When the first sentence of what has become The Dark Tower was published, in The Magazine of Fantasy and Science Fiction (October 1978), a few thousand souls were treated to a new Stephen King story, "The Gunslinger." It has been twenty-six years since, and those few thousand have expanded into uncounted millions, drawn at first by the collectability of the limited edition hardback of the first volumne, put out by Donald M. Grant in 1982 and illustrated by the inimitable Michael Whelan, and then, once it was released in trade paperback, by the strength of the story itself and its characters. Now, in October 2004, Stephen King has finished the tale of Roland. What began as a short story spanning about twenty pages is an epic series of seven novels, weighing in at closer to five thousand, and with so many things pulled from other King novels (including those not considered ancillary Dark Tower novels; in this final volume, you will find three big references to novels that weren't ancillaries) that at times it has seemed everything King ever wrote is part of this one huge epic story cycle.

The Dark Tower, like King's other work, has been inconsistent over the years. The Waste Lands and Wolves of the Calla were not high points in Mr. King's career, and some of the ancillary novels have been just shy of unreadable (what Roland does with a copy of Insomnia in this novel is, truly, what we all should have done with it ten years ago). Thus, when King finally drew it all to a close, and in the largest book he has released since the uncut version of The Stand in 1990 (clocking in at just shy of nine hundred pages, with the afterwords and appendices added), I had to look forward to the book with some trepidation.

King's final novel (so he tells us, though he hints in his afterword that retirement may not yet have caught up with him) continues right after and/or just before (depending on the storyline) the cliffhanger ending of Song of Susannah.

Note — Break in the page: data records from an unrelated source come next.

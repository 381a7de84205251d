use chrono::NaiveDateTime;
use std::path::Path;

/// Timestamp layout of packet headers and group files
pub const LOG_DATE_FORMAT: &str = "%d-%b-%Y %H:%M:%S";

/// Timestamp layout embedded in data file names
pub const FILE_DATE_FORMAT: &str = "%d-%b-%Y_%H-%M-%S";

/// Parse `DD-Mon-YYYY HH:MM:SS`
pub fn parse_log_date(text: &str) -> Option<NaiveDateTime> {
    NaiveDateTime::parse_from_str(text.trim(), LOG_DATE_FORMAT).ok()
}

pub fn format_log_date(date: &NaiveDateTime) -> String {
    date.format(LOG_DATE_FORMAT).to_string()
}

pub fn format_file_date(date: &NaiveDateTime) -> String {
    date.format(FILE_DATE_FORMAT).to_string()
}

/// File name without its directory, lossily converted
pub fn base_name(path: &Path) -> String {
    path.file_name()
        .map(|n| n.to_string_lossy().into_owned())
        .unwrap_or_else(|| path.to_string_lossy().into_owned())
}

#[cfg(test)]
mod tests {
    use super::*;
    use chrono::{NaiveDate, Timelike};

    #[test]
    fn test_parse_log_date() {
        let date = parse_log_date("01-Jan-2022 10:00:00").unwrap();
        let expected = NaiveDate::from_ymd_opt(2022, 1, 1)
            .unwrap()
            .and_hms_opt(10, 0, 0)
            .unwrap();

        assert_eq!(date, expected);
    }

    #[test]
    fn test_parse_log_date_rejects_other_layouts() {
        assert!(parse_log_date("2022-01-01 10:00:00").is_none());
        assert!(parse_log_date("01-Jan-2022").is_none());
        assert!(parse_log_date("").is_none());
    }

    #[test]
    fn test_file_date_format() {
        let date = parse_log_date("05-Mar-2021 09:08:07").unwrap();

        assert_eq!(format_file_date(&date), "05-Mar-2021_09-08-07");
        assert_eq!(date.second(), 7);
    }

    #[test]
    fn test_base_name() {
        assert_eq!(base_name(Path::new("/data/logs/tests.log")), "tests.log");
        assert_eq!(base_name(Path::new("tests.log")), "tests.log");
    }
}
use crate::types::{LogLevel, OutputFormat};
use clap::{Args, Parser, Subcommand};
use qoelog_engine::StringSearchMode;
use qoelog_types::ParsePolicy;
use std::path::PathBuf;

#[derive(Parser)]
#[command(name = "qoelog")]
#[command(about = "Search, resolve and filter measurement-run packet logs", long_about = None)]
#[command(version)]
pub struct Cli {
    /// Configuration file (defaults to $QOELOG_CONFIG, then the user config dir)
    #[arg(long, global = true)]
    pub config: Option<String>,

    #[arg(long, default_value = "plain", global = true)]
    pub format: OutputFormat,

    #[arg(long, default_value = "warn", global = true)]
    pub log_level: LogLevel,

    #[command(subcommand)]
    pub command: Commands,
}

#[derive(Subcommand)]
pub enum Commands {
    /// List entries matching the query
    Search {
        #[command(flatten)]
        source: SourceArgs,

        #[command(flatten)]
        query: QueryArgs,

        /// Also print the parsed value of this argument for each entry
        #[arg(long, value_name = "NAME")]
        show_arg: Option<String>,
    },

    /// List every field name present in the logs
    Fields {
        #[command(flatten)]
        source: SourceArgs,
    },

    /// Resolve the data files of matching entries
    Files {
        #[command(flatten)]
        source: SourceArgs,

        #[command(flatten)]
        query: QueryArgs,

        /// Data file category: csv, mat, bad_csv, wav, sm_mat
        #[arg(long = "type", default_value = "csv")]
        file_type: String,

        /// Resolve incomplete entries instead of reporting them
        #[arg(long)]
        ignore_incomplete: bool,
    },

    /// Copy the data files of matching entries into a local cache
    Sync {
        #[command(flatten)]
        source: SourceArgs,

        #[command(flatten)]
        query: QueryArgs,

        /// Local cache directory
        #[arg(long)]
        local: PathBuf,

        #[arg(long = "type", default_value = "csv")]
        file_type: String,
    },

    /// Keep matching entries whose commit is an ancestor of a revision
    Ancestors {
        #[command(flatten)]
        source: SourceArgs,

        #[command(flatten)]
        query: QueryArgs,

        /// Branch, tag or commit to compare against
        #[arg(long)]
        rev: String,

        /// Local checkout or clonable URL
        #[arg(long)]
        repo: String,

        /// git executable, overriding the configuration
        #[arg(long)]
        git: Option<PathBuf>,
    },
}

/// Which files to load
#[derive(Args, Debug, Clone)]
pub struct SourceArgs {
    /// Directory of *.log / *.ad-log / *.gr-log files, or one log file
    pub path: PathBuf,

    /// Extra addendum file, applied after discovered ones
    #[arg(long)]
    pub addendum: Vec<PathBuf>,

    /// Extra group file, applied after discovered ones
    #[arg(long)]
    pub group: Vec<PathBuf>,

    /// What to do with malformed log lines: warn, error, ignore
    #[arg(long)]
    pub policy: Option<ParsePolicy>,
}

/// Which entries to keep; every option must match
#[derive(Args, Debug, Clone, Default)]
pub struct QueryArgs {
    /// FIELD=PATTERN; repeat a field to give several patterns
    #[arg(long = "where", value_name = "FIELD=PATTERN")]
    pub filters: Vec<String>,

    /// Only entries strictly before this date (DD-Mon-YYYY HH:MM:SS)
    #[arg(long)]
    pub before: Option<String>,

    /// Only entries strictly after this date (DD-Mon-YYYY HH:MM:SS)
    #[arg(long)]
    pub after: Option<String>,

    /// Group identifier as FILE:GROUP; all given groups are required
    #[arg(long = "in-group", value_name = "FILE:GROUP")]
    pub groups: Vec<String>,

    /// NAME=VALUE against the parsed Arguments field
    #[arg(long = "arg", value_name = "NAME=VALUE")]
    pub args: Vec<String>,

    /// How repeated patterns for one field combine: and, or, xor
    #[arg(long)]
    pub string_mode: Option<StringSearchMode>,
}
// Query layer over a parsed log index
// Sits between the parser (which builds the index) and the runtime/CLI

pub mod args;
pub mod criteria;
pub mod error;
pub mod found;
pub mod matcher;
pub mod search;

pub use args::match_arguments;
pub use criteria::{Criteria, Criterion, DATE_AFTER, DATE_BEFORE};
pub use error::{Error, Result};
pub use found::{FoundSet, UpdateMode};
pub use matcher::{StringSearchMode, match_entries};
pub use search::LogSearch;
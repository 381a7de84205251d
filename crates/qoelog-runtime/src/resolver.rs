//! Map log entries back to the data files a run left on disk
//!
//! Which folder and file name pattern belong to an entry depends on its
//! operation and on the requested file category. Both live in a
//! [`ResolverTable`] so new operation types only need configuration.

use qoelog_types::{LogEntry, format_file_date};
use serde::{Deserialize, Serialize};
use std::path::{Path, PathBuf};

use crate::{Error, Result};

/// Extension, singularity and exclusion applied when matching file names
#[derive(Debug, Clone, PartialEq, Eq, Serialize, Deserialize)]
pub struct FileFormat {
    /// Required file name suffix; empty matches anything
    #[serde(default)]
    pub extension: String,
    /// Exactly one file is expected per entry
    #[serde(default)]
    pub singular: bool,
    /// File names containing this text are skipped
    #[serde(default)]
    pub exclude: Option<String>,
}

/// One requestable data file category (`csv`, `wav`, ...)
#[derive(Debug, Clone, PartialEq, Eq, Serialize, Deserialize)]
pub struct FileTypeSpec {
    pub name: String,
    #[serde(default)]
    pub aliases: Vec<String>,
    /// Folder below the search root, `/` separated
    pub folder: String,
    #[serde(default)]
    pub extension: String,
    #[serde(default)]
    pub singular: bool,
    #[serde(default)]
    pub exclude: Option<String>,
}

impl FileTypeSpec {
    fn new(name: &str, extension: &str, folder: &str, singular: bool) -> Self {
        Self {
            name: name.to_string(),
            aliases: Vec::new(),
            folder: folder.to_string(),
            extension: extension.to_string(),
            singular,
            exclude: None,
        }
    }

    fn exclude(mut self, text: &str) -> Self {
        self.exclude = Some(text.to_string());
        self
    }

    fn alias(mut self, alias: &str) -> Self {
        self.aliases.push(alias.to_string());
        self
    }

    pub fn format(&self) -> FileFormat {
        FileFormat {
            extension: self.extension.clone(),
            singular: self.singular,
            exclude: self.exclude.clone(),
        }
    }

    fn answers_to(&self, name: &str) -> bool {
        self.name.eq_ignore_ascii_case(name)
            || self.aliases.iter().any(|a| a.eq_ignore_ascii_case(name))
    }
}

/// A `prefix*` glob tried in one folder
#[derive(Debug, Clone, PartialEq, Eq, Serialize, Deserialize)]
pub struct SearchStep {
    pub prefix: String,
    /// Folder below the search root; the category folder when absent
    #[serde(default)]
    pub folder: Option<String>,
}

impl SearchStep {
    fn in_category(prefix: &str) -> Self {
        Self {
            prefix: prefix.to_string(),
            folder: None,
        }
    }

    fn in_folder(prefix: &str, folder: &str) -> Self {
        Self {
            prefix: prefix.to_string(),
            folder: Some(folder.to_string()),
        }
    }
}

/// How entries of some operations find their files
///
/// Steps are tried in order; the first one that produces a result wins.
#[derive(Debug, Clone, PartialEq, Eq, Default, Serialize, Deserialize)]
pub struct OperationRule {
    /// Operation names this rule applies to exactly
    #[serde(default)]
    pub operations: Vec<String>,
    /// Applies to every operation starting with this text
    #[serde(default)]
    pub operation_prefix: Option<String>,
    #[serde(default)]
    pub steps: Vec<SearchStep>,
    /// Replaces the category's format when present
    #[serde(default)]
    pub format: Option<FileFormat>,
    /// Entries of these operations never have data files
    #[serde(default)]
    pub not_applicable: bool,
}

impl OperationRule {
    fn applies_to(&self, operation: &str) -> bool {
        self.operations.iter().any(|op| op == operation)
            || self
                .operation_prefix
                .as_deref()
                .is_some_and(|prefix| operation.starts_with(prefix))
    }
}

/// File categories plus per-operation rules
#[derive(Debug, Clone, PartialEq, Eq, Serialize, Deserialize)]
#[serde(default)]
pub struct ResolverTable {
    pub file_types: Vec<FileTypeSpec>,
    pub operations: Vec<OperationRule>,
}

impl Default for ResolverTable {
    fn default() -> Self {
        let capture_mat = |prefixes: [&str; 2], folder: &str| OperationRule {
            steps: prefixes
                .iter()
                .map(|p| SearchStep::in_folder(p, folder))
                .collect(),
            format: Some(FileFormat {
                extension: ".mat".to_string(),
                singular: true,
                exclude: None,
            }),
            ..Default::default()
        };

        let mut tx = capture_mat(["Tx_capture", "capture"], "tx-data");
        tx.operations = vec!["Tx Two Loc Test".to_string()];
        let mut rx = capture_mat(["Rx_capture", "capture"], "rx-data");
        rx.operations = vec!["Rx Two Loc Test".to_string()];
        let mut training = capture_mat(["Training_", "Training_"], "training");
        training.operations = vec!["Training".to_string()];
        training.steps[1].folder = Some("data".to_string());

        Self {
            file_types: vec![
                FileTypeSpec::new("csv", ".csv", "data/csv", false).exclude("_BAD.csv"),
                FileTypeSpec::new("mat", ".mat", "data_matfiles", true),
                FileTypeSpec::new("bad_csv", "_BAD.csv", "post-processed data/csv", false),
                FileTypeSpec::new("wav", "", "data/wav", true),
                FileTypeSpec::new("sm_mat", ".mat", "post-processed data/mat", true)
                    .alias("small_mat"),
            ],
            operations: vec![
                OperationRule {
                    operations: ["Test", "Intelligibility", "PSuD", "Access", "M2E"]
                        .map(String::from)
                        .to_vec(),
                    steps: vec![
                        SearchStep::in_category("Rcapture_"),
                        SearchStep::in_category("capture_"),
                    ],
                    ..Default::default()
                },
                training,
                tx,
                rx,
                OperationRule {
                    operation_prefix: Some("Copy".to_string()),
                    not_applicable: true,
                    ..Default::default()
                },
            ],
        }
    }
}

impl ResolverTable {
    /// Look up a category; accepts a leading `.` and any letter case
    pub fn file_type(&self, name: &str) -> Result<&FileTypeSpec> {
        let wanted = name.trim();
        let wanted = wanted.strip_prefix('.').unwrap_or(wanted);
        self.file_types
            .iter()
            .find(|spec| spec.answers_to(wanted))
            .ok_or_else(|| Error::UnknownFileType(name.to_string()))
    }

    pub fn rule_for(&self, operation: &str) -> Option<&OperationRule> {
        self.operations.iter().find(|rule| rule.applies_to(operation))
    }
}

/// What resolution found for one entry
#[derive(Debug, Clone, PartialEq, Eq)]
pub enum FileOutcome {
    /// One path for singular categories, one or more otherwise
    Files(Vec<PathBuf>),
    Incomplete,
    Error,
    NoMatch,
    Multiple,
    NotApplicable,
}

impl FileOutcome {
    pub fn files(&self) -> &[PathBuf] {
        match self {
            FileOutcome::Files(paths) => paths,
            _ => &[],
        }
    }

    /// Text shown in place of a path for the sentinel outcomes
    pub fn label(&self) -> &'static str {
        match self {
            FileOutcome::Files(_) => "file",
            FileOutcome::Incomplete => ":Incomplete",
            FileOutcome::Error => ":Error",
            FileOutcome::NoMatch => ":NoMatch",
            FileOutcome::Multiple => ":Multiple",
            FileOutcome::NotApplicable => ":None",
        }
    }
}

#[derive(Debug, Clone, PartialEq, Eq)]
pub struct ResolvedFiles {
    pub index: usize,
    pub outcome: FileOutcome,
}

/// Resolves entries against one search root
#[derive(Debug, Clone)]
pub struct FileResolver<'a> {
    table: &'a ResolverTable,
    root: PathBuf,
    ignore_incomplete: bool,
}

impl<'a> FileResolver<'a> {
    pub fn new(table: &'a ResolverTable, root: impl Into<PathBuf>) -> Self {
        Self {
            table,
            root: root.into(),
            ignore_incomplete: false,
        }
    }

    /// Resolve incomplete entries instead of reporting them as incomplete
    pub fn ignore_incomplete(mut self, ignore: bool) -> Self {
        self.ignore_incomplete = ignore;
        self
    }

    pub fn root(&self) -> &Path {
        &self.root
    }

    /// Resolve every entry; an operation without a rule aborts the batch
    pub fn resolve<'e, I>(&self, entries: I, file_type: &str) -> Result<Vec<ResolvedFiles>>
    where
        I: IntoIterator<Item = (usize, &'e LogEntry)>,
    {
        let spec = self.table.file_type(file_type)?;
        entries
            .into_iter()
            .map(|(index, entry)| {
                Ok(ResolvedFiles {
                    index,
                    outcome: self.resolve_entry(entry, spec)?,
                })
            })
            .collect()
    }

    pub fn resolve_entry(&self, entry: &LogEntry, spec: &FileTypeSpec) -> Result<FileOutcome> {
        let rule = self
            .table
            .rule_for(&entry.operation)
            .ok_or_else(|| Error::UnknownOperation(entry.operation.clone()))?;

        if rule.not_applicable {
            return Ok(FileOutcome::NotApplicable);
        }
        if !self.ignore_incomplete && !entry.complete {
            return Ok(FileOutcome::Incomplete);
        }
        if entry.error {
            return Ok(FileOutcome::Error);
        }

        let format = rule.format.clone().unwrap_or_else(|| spec.format());
        let date = format_file_date(&entry.date);

        for step in &rule.steps {
            let folder = folder_path(&self.root, step.folder.as_deref().unwrap_or(&spec.folder));
            let mut matches = matching_files(&folder, &step.prefix, &format, &date)?;

            if matches.is_empty() {
                continue;
            }
            if !format.singular {
                matches.sort();
                return Ok(FileOutcome::Files(matches));
            }
            if matches.len() > 1 {
                tracing::warn!(
                    date = %date,
                    folder = %folder.display(),
                    count = matches.len(),
                    "more than one file matches"
                );
                return Ok(FileOutcome::Multiple);
            }
            return Ok(FileOutcome::Files(matches));
        }

        tracing::warn!(
            date = %date,
            root = %self.root.display(),
            operation = %entry.operation,
            "no matching files"
        );
        Ok(FileOutcome::NoMatch)
    }
}

fn folder_path(root: &Path, folder: &str) -> PathBuf {
    folder
        .split('/')
        .filter(|part| !part.is_empty())
        .fold(root.to_path_buf(), |path, part| path.join(part))
}

fn matching_files(
    folder: &Path,
    prefix: &str,
    format: &FileFormat,
    date: &str,
) -> Result<Vec<PathBuf>> {
    if !folder.is_dir() {
        return Ok(Vec::new());
    }

    let pattern = format!(
        "{}{}{}*{}",
        glob::Pattern::escape(&folder.to_string_lossy()),
        std::path::MAIN_SEPARATOR,
        glob::Pattern::escape(prefix),
        glob::Pattern::escape(&format.extension)
    );

    let mut matches = Vec::new();
    for path in glob::glob(&pattern)? {
        let path = match path {
            Ok(path) => path,
            Err(err) => {
                tracing::warn!(error = %err, "skipping unreadable path");
                continue;
            }
        };
        let Some(name) = path.file_name().map(|n| n.to_string_lossy()) else {
            continue;
        };
        let excluded = format
            .exclude
            .as_deref()
            .is_some_and(|text| !text.is_empty() && name.contains(text));
        if name.contains(date) && !excluded {
            matches.push(path);
        }
    }
    Ok(matches)
}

Jake, Father Callahan, and Oy are just about to storm the Dixie Pig, one of the Crimson King's gateways to New York City, in 1999. Susannah is in the town of Fedic with Mia, giving birth to the baby they've both been carrying for a number of books now. Eddie and Roland are off, once again, looking for things in Maine. Afterwards, the raggedy band of survivors have to find themselves and, naturally, continue trying to both save the beams and get to the tower. Nothing new here, except that, well, this is the last book; we'll get our answers. We think.

It's impossible to analyze the book's strengths and weaknesses without major spoilers, which is why so many of the reviews on Amazon are things you do not want to read unless you have no intention of reading the book itself; it's been out less than two weeks, and already over half the reviews there have given away the ending. Kind of. That is simultaneously one of the book's greatest strengths and its greatest weakness. Without giving too much away, I'll say this; the book has two endings. King ends it in simultaneously the truest and least satisfying way he could, but then (presumably to stave off death threats from readers who just don't get it, and haven't gotten it the whole time), he adds a small continuation. It is likely to get him some death threats, too, and judging by the tone of some of the Amazon reviews it probably already has. The second ending, however, is still about as good as it can be, under the circumstances. It, too, rings true, though some will undoubtedly wish King has left it all with the first ending.

Another of the book's strengths is that King and Grant finally went full circle and brought Michael Whelan back to illustrate. Hallelujah, because the folks who have done the intervening Dark Tower books have just not done them as much justice as Whelan both did in 1992 and does in 2004. Lavishly illustrated in both color and black and white, Whelan has given real depth to the illustrations (and, according to a final note of King's, also contributed to the writing of the book by making a key suggestion). The series' best since the first novel.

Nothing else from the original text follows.